There may be several reasons why the findings of this clinical trial are so different from those of previous trials.
The earlier trials were smaller and less methodologically robust, and their results had to be pooled in metaanalyses. Patients in this trial received the highest dose of glutamine currently prescribed for critically ill patients, which is higher than the maximal doses used in previous studies. The agents were administered through both intravenous and enteral routes in this study, while in previous studies the subjects received either exclusively intravenous or exclusively enteral administration.

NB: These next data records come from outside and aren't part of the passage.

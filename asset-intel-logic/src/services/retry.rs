use chrono::Utc;
use entity::{deadletter_events::ActiveModel as DeadletterActiveModel, runs::Model as RunModel};
use sea_orm::{ActiveValue::Set, ConnectionTrait};
use uuid::Uuid;

use crate::{
    error::ServiceError,
    metrics::{RUNS_DEADLETTERED_TOTAL, RUNS_ENQUEUED_TOTAL, RUNS_RETRIED_TOTAL},
    repository::{deadletter_events, runs},
    services::queue::{QueueAdapter, RunJob},
};

const MAX_TRIES: i32 = 3;
const ERROR_SUMMARY_MAX_LEN: usize = 200;
const MIN_RETRY_DELAY_SECONDS: i64 = 60;
const MAX_OCR_RETRIES_PER_SIGNATURE: i32 = 2;

#[derive(Debug, Clone, Copy, PartialEq, Eq)]
pub enum OcrFailureCategory {
    DependencyMissing,
    PdfDependencyMissing,
    PdfRasterizeFailed,
    UnsupportedContentType,
    NotImage,
    NetworkError,
    HttpError,
    Unknown,
}

/// Buckets a raw OCR error message into the stable, UI-visible categories
/// the auto-retry decision tree reasons about, by matching well-known
/// substrings -- the upstream OCR engine doesn't give us structured codes.
pub fn classify_ocr_failure(error_message: &str) -> OcrFailureCategory {
    let lower = error_message.to_lowercase();
    if lower.contains("pdf") && (lower.contains("dependency") || lower.contains("not installed")) {
        OcrFailureCategory::PdfDependencyMissing
    } else if lower.contains("dependency") || lower.contains("not installed") {
        OcrFailureCategory::DependencyMissing
    } else if lower.contains("rasteriz") {
        OcrFailureCategory::PdfRasterizeFailed
    } else if lower.contains("unsupported") || lower.contains("unknown format") {
        OcrFailureCategory::UnsupportedContentType
    } else if lower.contains("not an image") || lower.contains("not_image") {
        OcrFailureCategory::NotImage
    } else if lower.contains("timeout") || lower.contains("timed out") || lower.contains("connection") {
        OcrFailureCategory::NetworkError
    } else if lower.contains("rate limit") || lower.contains("429") || lower.contains("http") {
        OcrFailureCategory::HttpError
    } else {
        OcrFailureCategory::Unknown
    }
}

/// Auto-retry is permitted only when every condition holds: the category
/// isn't one of the permanent dependency-missing cases, the asset's content
/// hasn't moved on since the failed run was admitted, the minimum backoff
/// has elapsed, and the per-signature retry budget isn't exhausted.
pub fn should_auto_retry_ocr(
    category: OcrFailureCategory,
    retries_for_signature: i32,
    seconds_since_last_retry: Option<i64>,
    current_signature: Option<&str>,
    failed_run_signature: Option<&str>,
) -> bool {
    if matches!(
        category,
        OcrFailureCategory::DependencyMissing | OcrFailureCategory::PdfDependencyMissing
    ) {
        return false;
    }
    if let (Some(current), Some(failed)) = (current_signature, failed_run_signature) {
        if current != failed {
            return false;
        }
    }
    if retries_for_signature >= MAX_OCR_RETRIES_PER_SIGNATURE {
        return false;
    }
    seconds_since_last_retry.is_none_or(|secs| secs >= MIN_RETRY_DELAY_SECONDS)
}

/// Truncates and flattens an error message for storage, so a multi-line
/// stack trace doesn't blow out the dead-letter listing.
pub fn safe_error_summary(raw: &str) -> String {
    let flattened = raw.replace(['\n', '\r'], " ");
    if flattened.chars().count() <= ERROR_SUMMARY_MAX_LEN {
        flattened
    } else {
        let truncated: String = flattened.chars().take(ERROR_SUMMARY_MAX_LEN).collect();
        format!("{truncated}…")
    }
}

/// Called by the dispatcher (and by the worker on a job timeout) when a
/// run's handler fails. Retries in place up to `MAX_TRIES`, re-enqueuing the
/// run for another delivery, then writes a dead-letter event and marks the
/// run failed.
pub async fn record_failure<C: ConnectionTrait>(
    db: &C,
    queue: &QueueAdapter,
    run: RunModel,
    task_name: &str,
    error_raw: &str,
) -> Result<RunModel, ServiceError> {
    let job_try = run.retry_count + 1;
    let processor_name = run.processor_name.clone();
    let tenant_id = run.tenant_id;

    if job_try < MAX_TRIES {
        let run = runs::record_retry(db, run).await?;
        queue
            .enqueue(&RunJob {
                run_id: run.id,
                tenant_id,
            })
            .await?;
        RUNS_RETRIED_TOTAL
            .with_label_values(&[processor_name.as_str()])
            .inc();
        RUNS_ENQUEUED_TOTAL
            .with_label_values(&[processor_name.as_str()])
            .inc();
        return Ok(run);
    }

    let event = DeadletterActiveModel {
        id: Set(Uuid::new_v4()),
        tenant_id: Set(run.tenant_id),
        run_id: Set(run.id),
        asset_id: Set(run.asset_id),
        processor_name: Set(run.processor_name.clone()),
        processor_version: Set(run.processor_version.clone()),
        task_name: Set(task_name.to_string()),
        job_try: Set(job_try),
        error_summary: Set(safe_error_summary(error_raw)),
        error_raw: Set(error_raw.to_string()),
        ..Default::default()
    };
    deadletter_events::insert(db, event).await?;

    let error_message = format!(
        "Dead-lettered after repeated failures: {}",
        safe_error_summary(error_raw)
    );
    let run = runs::mark_failed(db, run, error_message).await?;
    RUNS_DEADLETTERED_TOTAL
        .with_label_values(&[processor_name.as_str()])
        .inc();
    Ok(run)
}

/// Requeues a dead-lettered run for another attempt: marks the triggering
/// event as requeued (so it won't be requeued twice), resets the run to
/// `pending`, and re-enqueues it.
pub async fn requeue_deadletter_run<C: ConnectionTrait>(
    db: &C,
    queue: &QueueAdapter,
    tenant_id: Uuid,
    event_id: Uuid,
) -> Result<RunModel, ServiceError> {
    let event = deadletter_events::find_by_id(db, tenant_id, event_id)
        .await?
        .ok_or_else(|| ServiceError::NotFound(format!("deadletter event {event_id} not found")))?;

    if event.requeued_at.is_some() {
        return Err(ServiceError::Conflict(
            "deadletter event already requeued".to_string(),
        ));
    }

    let run = runs::find_by_id(db, tenant_id, event.run_id)
        .await?
        .ok_or_else(|| ServiceError::NotFound(format!("run {} not found", event.run_id)))?;

    deadletter_events::mark_requeued(db, event).await?;

    let run = entity::runs::ActiveModel {
        status: Set(entity::sea_orm_active_enums::RunStatus::Pending),
        error_message: Set(None),
        cancel_requested: Set(false),
        canceled_at: Set(None),
        ..run.clone().into()
    };
    let run: RunModel = sea_orm::ActiveModelTrait::update(run, db).await?;

    queue
        .enqueue(&RunJob {
            run_id: run.id,
            tenant_id,
        })
        .await?;
    RUNS_ENQUEUED_TOTAL
        .with_label_values(&[run.processor_name.as_str()])
        .inc();

    Ok(run)
}

/// Requeues the latest non-requeued dead-letter event for `run_id`, used by
/// the admin endpoint that addresses a dead-lettered run directly.
pub async fn requeue_for_run<C: ConnectionTrait>(
    db: &C,
    queue: &QueueAdapter,
    tenant_id: Uuid,
    run_id: Uuid,
) -> Result<RunModel, ServiceError> {
    let event = deadletter_events::latest_non_requeued_for_run(db, run_id)
        .await?
        .ok_or_else(|| {
            ServiceError::NotFound(format!("no dead-lettered event found for run {run_id}"))
        })?;
    requeue_deadletter_run(db, queue, tenant_id, event.id).await
}

/// Requeues the latest non-requeued dead-letter event for `(asset_id,
/// processor_name)`, used when a caller knows the asset but not the run id.
pub async fn requeue_latest_for_asset<C: ConnectionTrait>(
    db: &C,
    queue: &QueueAdapter,
    tenant_id: Uuid,
    asset_id: Uuid,
    processor_name: &str,
) -> Result<RunModel, ServiceError> {
    let event = deadletter_events::latest_non_requeued_for_asset_processor(
        db,
        tenant_id,
        asset_id,
        processor_name,
    )
    .await?
    .ok_or_else(|| {
        ServiceError::NotFound(format!(
            "no dead-lettered runs found for asset {asset_id} and processor {processor_name}"
        ))
    })?;
    requeue_deadletter_run(db, queue, tenant_id, event.id).await
}

pub fn seconds_since(timestamp: chrono::DateTime<Utc>) -> i64 {
    (Utc::now() - timestamp).num_seconds()
}

#[cfg(test)]
mod tests {
    use super::*;

    #[test]
    fn classifies_known_ocr_errors() {
        assert_eq!(
            classify_ocr_failure("engine timed out after 30s"),
            OcrFailureCategory::NetworkError
        );
        assert_eq!(
            classify_ocr_failure("received 429 rate limit from provider"),
            OcrFailureCategory::HttpError
        );
        assert_eq!(
            classify_ocr_failure("pdf rasterizer dependency not installed"),
            OcrFailureCategory::PdfDependencyMissing
        );
        assert_eq!(
            classify_ocr_failure("unsupported image format webp2"),
            OcrFailureCategory::UnsupportedContentType
        );
        assert_eq!(
            classify_ocr_failure("something else entirely"),
            OcrFailureCategory::Unknown
        );
    }

    #[test]
    fn retries_transient_failures_within_budget() {
        assert!(should_auto_retry_ocr(
            OcrFailureCategory::NetworkError,
            0,
            None,
            None,
            None
        ));
        assert!(should_auto_retry_ocr(
            OcrFailureCategory::HttpError,
            1,
            Some(120),
            Some("sig-a"),
            Some("sig-a")
        ));
        assert!(!should_auto_retry_ocr(
            OcrFailureCategory::NetworkError,
            2,
            None,
            None,
            None
        ));
        assert!(!should_auto_retry_ocr(
            OcrFailureCategory::NetworkError,
            0,
            Some(10),
            None,
            None
        ));
    }

    #[test]
    fn never_retries_dependency_missing_failures() {
        assert!(!should_auto_retry_ocr(
            OcrFailureCategory::DependencyMissing,
            0,
            None,
            None,
            None
        ));
        assert!(!should_auto_retry_ocr(
            OcrFailureCategory::PdfDependencyMissing,
            0,
            None,
            None,
            None
        ));
    }

    #[test]
    fn never_retries_against_a_stale_signature() {
        assert!(!should_auto_retry_ocr(
            OcrFailureCategory::NetworkError,
            0,
            None,
            Some("sig-new"),
            Some("sig-old")
        ));
    }

    #[test]
    fn retries_when_either_signature_is_unknown() {
        assert!(should_auto_retry_ocr(
            OcrFailureCategory::NetworkError,
            0,
            None,
            None,
            Some("sig-old")
        ));
        assert!(should_auto_retry_ocr(
            OcrFailureCategory::NetworkError,
            0,
            None,
            Some("sig-new"),
            None
        ));
    }

    #[test]
    fn dead_letter_message_carries_fixed_prefix() {
        let message = format!(
            "Dead-lettered after repeated failures: {}",
            safe_error_summary("engine crashed")
        );
        assert_eq!(message, "Dead-lettered after repeated failures: engine crashed");
    }

    #[test]
    fn truncates_long_multiline_errors() {
        let raw = format!("line one\nline two\n{}", "x".repeat(300));
        let summary = safe_error_summary(&raw);
        assert!(!summary.contains('\n'));
        assert!(summary.ends_with('…'));
        assert_eq!(summary.chars().count(), ERROR_SUMMARY_MAX_LEN + 1);
    }
}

In addition, "we targeted critically ill patients with multiorgan failure, the majority of whom were in shock, whereas previous studies typically excluded such patients," Dr. Heyland and his colleagues said.
Treatment was initiated within 24 hours of admission to the ICU in this study, but in earlier studies it was given later in the course of critical illness. And finally, most of the patients in this study received enteral nutrition, while those in previous trials received parenteral nutrition.
This study was supported by the Canadian Institutes of Health Research. Fresenius Kabi provided the glutamine supplements and Biosyn provided the selenium to the participating European sites. Dr. Heyland and his associates reported ties to numerous industry sources.
FROM THE NEW ENGLAND JOURNAL OF MEDICINE
Major Finding: In-hospital mortality was higher (37.2% vs. 31%) in patients receiving glutamine therapy compared with placebo, as was 6-month mortality (43.7% vs. 37.2%).
Data source: An international randomized, double-blind, placebo-controlled trial involving 1,223 critically ill adults in 40 ICUs who were followed for 6 months.
Disclosures: This study was supported by the Canadian Institutes of Health Research. Dr. Heyland and his associates reported ties to numerous industry sources.